Lauren Lyle (born 12 July 1993) is a Scottish actress best known for her recurring role as Marsali MacKimmie Fraser in the Starz television drama Outlander, and peace protester Jade Antoniak in the BBC drama Vigil. Lyle also plays the leading role in the ITV crime thriller Karen Pirie.

Early life 
Lyle was born in Glasgow, Scotland. After performing at the Edinburgh Fringe for Fourth Monkey, and on stage in London in The Crucible, she was accepted to the National Youth Theatre's rep program in 2015. The highly competitive program accepts approximately fifteen or sixteen actors under the age of twenty-five who work towards a series of plays performed on London's West End in the autumn of that year.

Career 
Lyle’s first professional role was in 2014 when she starred in the critically acclaimed show The Crucible directed by Yael Farber at the Old Vic Theatre on the West End. Soon after she was cast in an episode of BBC comedy "Radges".

In 2015, Lyle was accepted to the National Youth Theatre's rep program, performing in three plays during the season. She appeared as Catherine in Wuthering Heights, Diane in Consensual, and the Prince of Arragon in Shakespeare's The Merchant of Venice.. Her first television appearance, on BBC Three's BBC Comedy Feeds, saw Lyle appearing in a series four episode entitled "Radges". 

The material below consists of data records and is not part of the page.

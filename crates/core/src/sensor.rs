//! The closed set of Landsat surface-reflectance sources.

/// The six reference reflectance bands, in stack order. All prepared scenes
/// and composites use this layout.
pub const SR_BANDS: [&str; 6] = ["B1", "B2", "B3", "B4", "B5", "B7"];

/// Native band layout of the OLI sensor; harmonization renames these onto
/// [`SR_BANDS`].
pub const OLI_BANDS: [&str; 6] = ["B2", "B3", "B4", "B5", "B6", "B7"];

/// Name of the per-pixel quality bitmask band.
pub const QA_BAND: &str = "pixel_qa";

/// A Landsat mission whose surface-reflectance collection feeds the pipeline.
#[derive(Debug, Clone, Copy, PartialEq, Eq, Hash)]
pub enum Sensor {
    /// Landsat 5 Thematic Mapper
    Tm05,
    /// Landsat 7 Enhanced Thematic Mapper+
    Etm07,
    /// Landsat 8 Operational Land Imager
    Oli08,
}

impl Sensor {
    /// All three missions, merge order used by the combined collection.
    pub const ALL: [Sensor; 3] = [Sensor::Tm05, Sensor::Etm07, Sensor::Oli08];

    /// Remote collection identifier.
    pub fn collection_id(&self) -> &'static str {
        match self {
            Sensor::Tm05 => "LANDSAT/LT05/C01/T1_SR",
            Sensor::Etm07 => "LANDSAT/LE07/C01/T1_SR",
            Sensor::Oli08 => "LANDSAT/LC08/C01/T1_SR",
        }
    }

    /// Native reflectance band names in reference order.
    pub fn native_bands(&self) -> &'static [&'static str; 6] {
        match self {
            Sensor::Oli08 => &OLI_BANDS,
            _ => &SR_BANDS,
        }
    }

    /// Whether this sensor's reflectance scale must be harmonized onto the
    /// reference (ETM+) scale before compositing.
    pub fn needs_harmonization(&self) -> bool {
        matches!(self, Sensor::Oli08)
    }
}

impl std::fmt::Display for Sensor {
    fn fmt(&self, f: &mut std::fmt::Formatter<'_>) -> std::fmt::Result {
        let name = match self {
            Sensor::Tm05 => "LT05",
            Sensor::Etm07 => "LE07",
            Sensor::Oli08 => "LC08",
        };
        write!(f, "{name}")
    }
}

Long-running medical drama Holby City featured Lyle as Katherine Rice in the series eighteen episode "Who You Are" (2016). From there she featured in a three-episode stint, opposite Sean Bean, in the BBC's award winning drama Broken. In 2017, Lyle debuted in the recurring role of Marsali MacKimmie Fraser in Starz's hit time travel drama Outlander, based upon Diana Gabaldon's best-selling book series of the same name. Returning to her roots at the National Youth Theatre, Lyle appeared in the television documentary Stage Direction to discuss her experiences with the program. 2018 saw a return to films for Lyle. She starred in the film adaptation of Fiona Shaw's novel Tell It to the Bees, opposite Anna Paquin and Holliday Grainger, and Lily Rose Thomas' debut short film Girls Who Drink.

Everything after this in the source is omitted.